Business of poverty reduction in third-world is broken
New research from Western Sydney University and Cass Business School has analysed the impact of business loans to those in third-world poverty. The research found that far from entrepreneurs kick-starting jobs, microfinancing led to a higher level of debt among already impoverished communities.
Poverty is big business globally, worth $33 billion USD a year comprising of payday loans, credit cards and microfinance. Between 1.2 and 1.5 billion people are still living in poverty, and microfinance has been viewed by more than 60 countries as a sound poverty reduction strategy.
The research, 'Microfinance and the business of poverty reduction' in Human Relations focuses on three villages in Bangladesh - indicative of a wider global trend - looking at how microfinance affects the daily grind of the rural poor and the choices that they have to make to stay financially afloat.
"The theory behind microfinancing poor nations is that it will encourage entrepreneurial skills, increase income generating activity and empower the poor. This will in turn increase access to health and education. However, our research tells a different story," says Dr Laurel Jackson, from Western Sydney University's School of Business.

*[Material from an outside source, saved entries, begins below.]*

//! Command types flowing through the dispatch pipeline.
//!
//! A command is a `tower` service from [`CommandRequest`] to
//! [`CommandResponse`]. Failures carry the exchange back so the dispatcher can
//! refuse it.

use async_trait::async_trait;
use conduit_core::{
    AgreedPolicy, BusError, BusResult, CallContext, Exchange, OperationDescription,
};
use tower::util::BoxService;
use tracing::info;

use super::classify::Classification;

/// An exchange ready to be processed by its operation's command.
#[derive(Debug)]
pub struct CommandRequest {
    pub exchange: Exchange,
    pub description: OperationDescription,
    pub classification: Classification,
    /// Millisecond timestamp at which dispatch handed the exchange over.
    pub started_at: u64,
}

impl CommandRequest {
    #[must_use]
    pub fn context(&self) -> Option<&CallContext> {
        self.exchange.context()
    }

    #[must_use]
    pub fn policy(&self) -> Option<&AgreedPolicy> {
        self.context().and_then(|ctx| ctx.policy.as_ref())
    }

    /// Fails the request, handing the exchange back.
    #[must_use]
    pub fn fail(self, error: BusError) -> CommandFailure {
        CommandFailure {
            exchange: self.exchange,
            error,
        }
    }
}

/// How the dispatcher ships a processed exchange.
#[derive(Debug, Clone, Copy, PartialEq, Eq)]
pub enum Disposition {
    /// Send the exchange back carrying its reply.
    Reply,
    /// Mark the exchange done.
    Complete,
}

#[derive(Debug)]
pub struct CommandResponse {
    pub exchange: Exchange,
    pub disposition: Disposition,
}

impl CommandResponse {
    #[must_use]
    pub fn reply(exchange: Exchange) -> Self {
        Self {
            exchange,
            disposition: Disposition::Reply,
        }
    }

    #[must_use]
    pub fn complete(exchange: Exchange) -> Self {
        Self {
            exchange,
            disposition: Disposition::Complete,
        }
    }

    #[must_use]
    pub fn fail(self, error: BusError) -> CommandFailure {
        CommandFailure {
            exchange: self.exchange,
            error,
        }
    }
}

/// A failed command together with the exchange it was processing.
#[derive(Debug, thiserror::Error)]
#[error("{error}")]
pub struct CommandFailure {
    pub exchange: Exchange,
    #[source]
    pub error: BusError,
}

/// A type-erased command.
pub type BoxCommand = BoxService<CommandRequest, CommandResponse, CommandFailure>;

/// Wraps an async function as a [`BoxCommand`].
pub fn command_fn<F, Fut>(f: F) -> BoxCommand
where
    F: FnMut(CommandRequest) -> Fut + Send + 'static,
    Fut: std::future::Future<Output = Result<CommandResponse, CommandFailure>> + Send + 'static,
{
    BoxService::new(tower::service_fn(f))
}

/// Builds the command processing one operation.
pub trait CommandFactory: Send + Sync {
    /// # Errors
    ///
    /// Returns `BusError::Configuration` if no command handles the operation.
    fn build(&self, description: &OperationDescription, ctx: &CallContext) -> BusResult<BoxCommand>;
}

/// Policy-driven processing step around a command.
///
/// Interceptors are selected per exchange by the agreed policy attached to
/// its call context.
#[async_trait]
pub trait Interceptor: Send + Sync {
    fn name(&self) -> &str;

    fn applies_to(&self, policy: &AgreedPolicy) -> bool;

    /// Runs before the command.
    async fn on_request(&self, request: &mut CommandRequest) -> BusResult<()>;

    /// Runs after the command succeeded.
    async fn on_reply(&self, response: &mut CommandResponse) -> BusResult<()>;
}

/// Property set on exchanges processed under a tracking assertion.
pub const TRACKED_PROPERTY: &str = "conduit.tracked";

/// Logs tracked exchanges and marks them with [`TRACKED_PROPERTY`].
#[derive(Debug, Clone, Copy, Default)]
pub struct TrackingInterceptor;

#[async_trait]
impl Interceptor for TrackingInterceptor {
    fn name(&self) -> &str {
        "tracking"
    }

    fn applies_to(&self, policy: &AgreedPolicy) -> bool {
        policy.requires("tracking")
    }

    async fn on_request(&self, request: &mut CommandRequest) -> BusResult<()> {
        let exchange = &mut request.exchange;
        info!(
            exchange = %exchange.id(),
            state = request.classification.state.as_str(),
            operation = %request.description.name,
            "tracked exchange received"
        );
        exchange
            .properties
            .insert(TRACKED_PROPERTY.to_string(), "true".to_string());
        Ok(())
    }

    async fn on_reply(&self, response: &mut CommandResponse) -> BusResult<()> {
        info!(
            exchange = %response.exchange.id(),
            disposition = ?response.disposition,
            "tracked exchange processed"
        );
        Ok(())
    }
}
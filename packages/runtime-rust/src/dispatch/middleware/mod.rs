//! Tower middleware for the command pipeline.
//!
//! - [`metrics`]: command timing via `tracing` spans and the `metrics` histogram
//! - [`interceptor`]: policy-selected interceptors

pub mod interceptor;
pub mod metrics;

use std::sync::Arc;

use tower::util::BoxService;
use tower::ServiceBuilder;

pub use interceptor::InterceptorLayer;
pub use metrics::CommandMetricsLayer;

use crate::dispatch::command::{BoxCommand, Interceptor};

/// Wraps a command with the dispatch middleware.
///
/// Layer order (outermost to innermost):
/// 1. `CommandMetricsLayer`, so the recorded duration includes interceptors
/// 2. `InterceptorLayer`
#[must_use]
pub fn build_command_pipeline(
    command: BoxCommand,
    interceptors: Vec<Arc<dyn Interceptor>>,
) -> BoxCommand {
    BoxService::new(
        ServiceBuilder::new()
            .layer(CommandMetricsLayer)
            .layer(InterceptorLayer::new(interceptors))
            .service(command),
    )
}
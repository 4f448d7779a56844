//! Runtime configuration.
//!
//! Every component receives its configuration struct at construction time;
//! nothing is reconfigured through setters afterwards. The whole tree can be
//! loaded from TOML, with every field optional.

use std::path::{Path, PathBuf};
use std::time::Duration;

use conduit_core::{BusError, BusResult};
use serde::Deserialize;

/// Top-level configuration of a runtime node.
#[derive(Debug, Clone, Default, Deserialize)]
#[serde(default)]
pub struct RuntimeConfig {
    /// Identifier stamped into every call context this node creates.
    pub provider_id: String,
    pub listener: ListenerConfig,
    pub sender: SenderConfig,
    pub invocation: InvocationConfig,
    pub store: StoreConfig,
    pub reconnect: ReconnectPolicy,
    pub logging: LoggingConfig,
}

impl RuntimeConfig {
    /// Parses a TOML document.
    ///
    /// # Errors
    ///
    /// Returns `BusError::Configuration` for malformed TOML or invalid values.
    pub fn from_toml_str(text: &str) -> BusResult<Self> {
        let config: Self = toml::from_str(text).map_err(|e| {
            BusError::configuration("runtime configuration is not valid TOML").with_source(e)
        })?;
        config.validate()?;
        Ok(config)
    }

    /// Reads and parses a TOML file.
    ///
    /// # Errors
    ///
    /// Returns `BusError::Configuration` if the file is missing, unreadable or invalid.
    pub fn load(path: &Path) -> BusResult<Self> {
        let text = std::fs::read_to_string(path).map_err(|e| {
            BusError::configuration(format!("cannot read configuration {}", path.display()))
                .with_source(e)
        })?;
        Self::from_toml_str(&text)
    }

    /// Checks cross-field constraints.
    ///
    /// # Errors
    ///
    /// Returns `BusError::Configuration` naming the offending field.
    pub fn validate(&self) -> BusResult<()> {
        self.listener.pool.validate()
    }
}

/// Channel listener settings.
#[derive(Debug, Clone, Deserialize)]
#[serde(default)]
pub struct ListenerConfig {
    /// How long one poll of the transport waits for an exchange.
    pub accept_timeout_ms: u64,
    /// Pause after an idle poll before polling again.
    pub idle_sleep_ms: u64,
    /// Upper bound on waiting for in-flight dispatches when stopping.
    pub drain_timeout_ms: u64,
    pub pool: PoolConfig,
}

impl ListenerConfig {
    #[must_use]
    pub fn accept_timeout(&self) -> Duration {
        Duration::from_millis(self.accept_timeout_ms)
    }

    #[must_use]
    pub fn idle_sleep(&self) -> Duration {
        Duration::from_millis(self.idle_sleep_ms)
    }

    #[must_use]
    pub fn drain_timeout(&self) -> Duration {
        Duration::from_millis(self.drain_timeout_ms)
    }
}

impl Default for ListenerConfig {
    fn default() -> Self {
        Self {
            accept_timeout_ms: 1_000,
            idle_sleep_ms: 50,
            drain_timeout_ms: 30_000,
            pool: PoolConfig::default(),
        }
    }
}

/// Bounds of the dispatch worker pool.
#[derive(Debug, Clone, Deserialize)]
#[serde(default)]
pub struct PoolConfig {
    /// Workers started eagerly and never retired.
    pub min_workers: usize,
    /// Hard cap on concurrent dispatches.
    pub max_workers: usize,
    /// Idle time after which a worker above `min_workers` retires.
    pub keep_alive_ms: u64,
}

impl PoolConfig {
    #[must_use]
    pub fn keep_alive(&self) -> Duration {
        Duration::from_millis(self.keep_alive_ms)
    }

    /// # Errors
    ///
    /// Returns `BusError::Configuration` if `max_workers` is zero or below `min_workers`.
    pub fn validate(&self) -> BusResult<()> {
        if self.max_workers == 0 {
            return Err(BusError::configuration(
                "listener.pool.max_workers must be at least 1",
            ));
        }
        if self.min_workers > self.max_workers {
            return Err(BusError::configuration(format!(
                "listener.pool.min_workers ({}) exceeds max_workers ({})",
                self.min_workers, self.max_workers
            )));
        }
        Ok(())
    }
}

impl Default for PoolConfig {
    fn default() -> Self {
        Self {
            min_workers: 2,
            max_workers: 16,
            keep_alive_ms: 60_000,
        }
    }
}

/// Channel sender settings.
#[derive(Debug, Clone, Default, Deserialize)]
#[serde(default)]
pub struct SenderConfig {
    /// Timeout applied to `send_sync` calls that do not pass one. `None`
    /// leaves the wait to the transport.
    pub default_sync_timeout_ms: Option<u64>,
}

impl SenderConfig {
    #[must_use]
    pub fn default_sync_timeout(&self) -> Option<Duration> {
        self.default_sync_timeout_ms.map(Duration::from_millis)
    }
}

/// Settings of the internal consumer invocation path.
#[derive(Debug, Clone, Deserialize)]
#[serde(default)]
pub struct InvocationConfig {
    /// Synchronous call timeout. Values of 1 ms or less mean "no explicit timeout".
    pub call_timeout_ms: u64,
}

impl Default for InvocationConfig {
    fn default() -> Self {
        Self {
            call_timeout_ms: 30_000,
        }
    }
}

/// Backend of the call-context store.
#[derive(Debug, Clone, Default, Deserialize)]
#[serde(tag = "backend", rename_all = "lowercase")]
pub enum StoreConfig {
    #[default]
    Memory,
    Filesystem {
        work_dir: PathBuf,
    },
    Relational(RelationalStoreConfig),
    Directory(DirectoryStoreConfig),
}

/// Relational store settings.
#[derive(Debug, Clone, Deserialize)]
#[serde(default)]
pub struct RelationalStoreConfig {
    /// Connection URL understood by the `sqlx` Any driver.
    pub url: String,
    pub table: String,
    pub key_column: String,
    pub data_column: String,
    /// SQL type of the data column used when creating the table
    /// (`BLOB` for SQLite, `BYTEA` for `PostgreSQL`).
    pub blob_type: String,
    pub max_connections: u32,
}

impl Default for RelationalStoreConfig {
    fn default() -> Self {
        Self {
            url: "sqlite::memory:".to_string(),
            table: "call_context".to_string(),
            key_column: "context_key".to_string(),
            data_column: "context_data".to_string(),
            blob_type: "BLOB".to_string(),
            max_connections: 4,
        }
    }
}

/// Directory-service store settings.
#[derive(Debug, Clone, Deserialize)]
#[serde(default)]
pub struct DirectoryStoreConfig {
    /// Entries are created as `<rdn_attribute>=<key>,<base_dn>`.
    pub base_dn: String,
    pub rdn_attribute: String,
    /// Binary attribute holding the serialized context.
    pub data_attribute: String,
}

impl Default for DirectoryStoreConfig {
    fn default() -> Self {
        Self {
            base_dn: "ou=contexts,dc=conduit".to_string(),
            rdn_attribute: "cn".to_string(),
            data_attribute: "callContext;binary".to_string(),
        }
    }
}

/// Reaction of stateful store connections to communication failures.
#[derive(Debug, Clone, Deserialize)]
#[serde(default)]
pub struct ReconnectPolicy {
    /// Discard the connection and retry once after a communication failure.
    pub enabled: bool,
}

impl Default for ReconnectPolicy {
    fn default() -> Self {
        Self { enabled: true }
    }
}

/// Output format of the tracing subscriber.
#[derive(Debug, Clone, Copy, Default, PartialEq, Eq, Deserialize, clap::ValueEnum)]
#[serde(rename_all = "lowercase")]
pub enum LogFormat {
    #[default]
    Pretty,
    Json,
}

#[derive(Debug, Clone, Deserialize)]
#[serde(default)]
pub struct LoggingConfig {
    /// `EnvFilter` directive used when `RUST_LOG` is unset.
    pub filter: String,
    pub format: LogFormat,
}

impl Default for LoggingConfig {
    fn default() -> Self {
        Self {
            filter: "info,conduit_runtime=debug".to_string(),
            format: LogFormat::Pretty,
        }
    }
}
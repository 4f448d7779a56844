use std::time::Duration;

use async_trait::async_trait;
use conduit_core::{
    AgreedPolicy, BusResult, CallContext, EndpointRef, Exchange, NormalizedMessage,
    OperationDescription, Participant, QName,
};

/// Boundary to the underlying message transport.
///
/// The runtime treats the transport as an opaque request/response channel.
/// Implementations: in-process loopback ([`LocalTransport`](crate::channel::LocalTransport)),
/// HTTP/JMS bindings (external).
#[async_trait]
pub trait Transport: Send + Sync {
    /// Wait up to `timeout` for an inbound exchange. `Ok(None)` on an idle poll.
    async fn accept(&self, timeout: Duration) -> BusResult<Option<Exchange>>;

    /// Hand an exchange to the transport without waiting for an answer.
    async fn send(&self, exchange: Exchange) -> BusResult<()>;

    /// Hand an exchange to the transport and wait for the answered exchange.
    ///
    /// Returns `Ok(None)` when no answer arrived (timeout or peer gone).
    /// `timeout = None` leaves the wait to the transport's own policy.
    async fn send_sync(
        &self,
        exchange: Exchange,
        timeout: Option<Duration>,
    ) -> BusResult<Option<Exchange>>;
}

/// Resolves operation metadata from service descriptions.
///
/// Resolution works on already-parsed descriptions and is synchronous, so
/// callers may hold a lock across it.
pub trait ServiceDescriptionResolver: Send + Sync {
    /// Resolve an operation of a service by qualified names.
    fn operation(&self, service: &QName, operation: &QName) -> BusResult<OperationDescription>;

    /// Resolve an operation from the description registered for a specific
    /// endpoint, if the endpoint has one.
    fn endpoint_operation(
        &self,
        _endpoint: &EndpointRef,
        _operation: &QName,
    ) -> Option<OperationDescription> {
        None
    }
}

/// Bidirectional projection between call-context fields and envelope headers.
pub trait HeaderMapper: Send + Sync {
    fn map_outgoing_request(&self, ctx: &CallContext, msg: &mut NormalizedMessage) -> BusResult<()>;

    fn map_outgoing_response(&self, ctx: &CallContext, msg: &mut NormalizedMessage)
        -> BusResult<()>;

    fn map_incoming_request(&self, msg: &NormalizedMessage, ctx: &mut CallContext) -> BusResult<()>;

    fn map_incoming_response(&self, msg: &NormalizedMessage, ctx: &mut CallContext)
        -> BusResult<()>;
}

/// Source of negotiated policies.
pub trait PolicyRegistry: Send + Sync {
    /// The agreed policy of a service, if one was negotiated.
    fn agreed_policy(&self, service: &QName) -> Option<AgreedPolicy>;
}

/// Maps active endpoints to the participant registered behind them.
pub trait ParticipantDirectory: Send + Sync {
    fn participant_for(&self, endpoint: &EndpointRef) -> Option<Participant>;
}
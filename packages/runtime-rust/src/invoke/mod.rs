//! Internal consumer invocations.
//!
//! - [`controller`]: the [`ResilienceController`] contract and attempt values
//! - [`single_try`]: the default one-attempt controller with its shared metadata cache
//! - [`proxy`]: the [`OperationProxy`] retry loop

pub mod controller;
pub mod proxy;
pub mod single_try;

pub use controller::{Attempt, ResilienceController, ServiceTarget};
pub use proxy::{InvocationReply, OperationProxy};
pub use single_try::{CachedOperation, OperationCache, SingleTryController};
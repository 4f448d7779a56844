//! Conduit node: runs a loopback echo provider until Ctrl-C.
//!
//! On startup the node issues one internal invocation against its own echo
//! operation, so a fresh deployment proves the whole path (proxy, sender,
//! listener, dispatcher, call-context store) before it idles.

use std::path::PathBuf;
use std::sync::Arc;

use anyhow::{Context, Result};
use clap::Parser;
use conduit_core::{
    BusError, CommunicationStyle, Content, EndpointRef, ExchangePattern, NormalizedMessage,
    OperationDescription, Participant, QName, Transport as Via, IN, OUT,
};
use conduit_runtime::channel::{ChannelListener, ChannelSender, LocalTransport};
use conduit_runtime::config::{LogFormat, RuntimeConfig};
use conduit_runtime::dispatch::{
    command_fn, BoxCommand, CommandRegistry, CommandRequest, CommandResponse, ExchangeDispatcher,
    TrackingInterceptor,
};
use conduit_runtime::invoke::{OperationCache, OperationProxy, ServiceTarget, SingleTryController};
use conduit_runtime::store::{open_store, CallContextStore, MemoryDirectory};
use conduit_runtime::{telemetry, HeaderProjection, StaticCatalog};
use tracing::{debug, info, warn};

#[derive(Parser)]
#[command(name = "conduit-node")]
#[command(about = "Run a Conduit loopback node")]
#[command(version = env!("CARGO_PKG_VERSION"))]
struct Cli {
    /// Path to the TOML configuration file
    #[arg(short, long, env = "CONDUIT_CONFIG")]
    config: Option<PathBuf>,

    /// Log output format, overriding the configuration file
    #[arg(long, value_enum)]
    log_format: Option<LogFormat>,
}

const NAMESPACE: &str = "urn:conduit:loopback";

fn echo_command(store: Arc<dyn CallContextStore>) -> BoxCommand {
    command_fn(move |mut req: CommandRequest| {
        let store = Arc::clone(&store);
        async move {
            let Some(ctx) = req.context().cloned() else {
                return Err(req.fail(BusError::protocol_violation("echo reached without context")));
            };
            // Park the context across the suspension point of a real provider.
            let parked = match store.store(&ctx).await {
                Ok(key) => store.restore(&key).await,
                Err(e) => Err(e),
            };
            if let Err(e) = parked {
                return Err(req.fail(e));
            }
            debug!(key = %ctx.key(), "call context parked and restored");

            let Some(request) = req.exchange.message(IN).cloned() else {
                return Err(req.fail(BusError::illegal_input("echo request has no payload")));
            };
            if ctx.style == CommunicationStyle::Oneway {
                return Ok(CommandResponse::complete(req.exchange));
            }
            req.exchange
                .set_message(OUT, NormalizedMessage::new(request.content));
            Ok(CommandResponse::reply(req.exchange))
        }
    })
}

#[tokio::main]
async fn main() -> Result<()> {
    let cli = Cli::parse();

    let mut config = match &cli.config {
        Some(path) => RuntimeConfig::load(path)
            .with_context(|| format!("loading configuration from {}", path.display()))?,
        None => RuntimeConfig::default(),
    };
    if let Some(format) = cli.log_format {
        config.logging.format = format;
    }
    telemetry::init_tracing(&config.logging);
    if config.provider_id.is_empty() {
        config.provider_id = "conduit-node".to_string();
    }
    info!(provider_id = %config.provider_id, "starting conduit node");

    let store = open_store(
        &config.store,
        &config.reconnect,
        Some(Arc::new(MemoryDirectory::new())),
    )
    .await
    .context("opening call context store")?;

    let service = QName::new(NAMESPACE, "Loopback");
    let echo = QName::new(NAMESPACE, "echo");
    let endpoint = EndpointRef::new(service.clone(), "loopback-local");
    let catalog = Arc::new(
        StaticCatalog::new()
            .with_operation(
                service.clone(),
                OperationDescription::new(echo.clone(), ExchangePattern::InOut)
                    .with_action(format!("{NAMESPACE}:echo")),
            )
            .with_participant(
                endpoint.clone(),
                Participant::new(config.provider_id.clone(), Via::Local),
            ),
    );
    let echo_store = Arc::clone(&store);
    let commands = CommandRegistry::new().with(echo.clone(), move |_, _| {
        echo_command(Arc::clone(&echo_store))
    });

    let (consumer_end, provider_end) = LocalTransport::pair("consumer", "provider");
    let mapper = Arc::new(HeaderProjection);

    let provider_sender = Arc::new(ChannelSender::new(
        provider_end.clone(),
        mapper.clone(),
        config.sender.clone(),
    ));
    let dispatcher = ExchangeDispatcher::new(
        Arc::clone(&provider_sender),
        catalog.clone(),
        mapper.clone(),
        catalog.clone(),
        catalog.clone(),
        Arc::new(commands),
    )
    .with_provider_id(config.provider_id.clone())
    .with_interceptor(Arc::new(TrackingInterceptor));
    let listener = ChannelListener::new(
        provider_end,
        provider_sender,
        Arc::new(dispatcher),
        config.listener.clone(),
    );
    listener.start().context("starting channel listener")?;

    let consumer_sender = Arc::new(ChannelSender::new(
        consumer_end,
        mapper.clone(),
        config.sender.clone(),
    ));
    let proxy = OperationProxy::new(consumer_sender, mapper);
    let controller = SingleTryController::new(
        catalog.clone(),
        catalog,
        OperationCache::new(),
        config.invocation.call_timeout_ms,
    )
    .with_provider_id(config.provider_id.clone())
    .with_participant(Participant::new(config.provider_id.clone(), Via::Local));

    let payload = Content::Tree(serde_json::json!({ "ping": config.provider_id }));
    match proxy
        .invoke_in_out(&controller, &[ServiceTarget::endpoint(endpoint)], &echo, payload)
        .await
    {
        Ok(reply) => info!(
            correlation = %reply.context.correlation_id,
            "loopback self-test answered"
        ),
        Err(e) => warn!(error = %e, "loopback self-test failed"),
    }

    info!("conduit node running, press Ctrl-C to stop");
    tokio::signal::ctrl_c()
        .await
        .context("waiting for shutdown signal")?;

    info!("shutting down");
    listener.stop().await;
    Ok(())
}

Despite there being some entrepreneurs who use microfinancing to their benefit, the research revealed that the vast majority of third-world poor do not posses the skills and creative visions that are required for successful entrepreneurs. It even deems it as "unreasonable and unrealistic" that the third-world poor would use the loans to make wise business decisions that would generate long term income. It also cites that the inability to pay back loans has led to "hundreds of suicides among borrowers in India".*
Professor Bobby Banerjee, from the UK-based Cass Business School, says, the findings show that vulnerabilities were exacerbated as a result of taking out the loans in the name of self financing.
"We therefore need to change the conversation about market-based development by changing the lens with which we view poverty reduction. Not from the perspective of the providers, government organisations or NGOs, but from the perspectives of the receivers of microfinance," Professor Banerjee says.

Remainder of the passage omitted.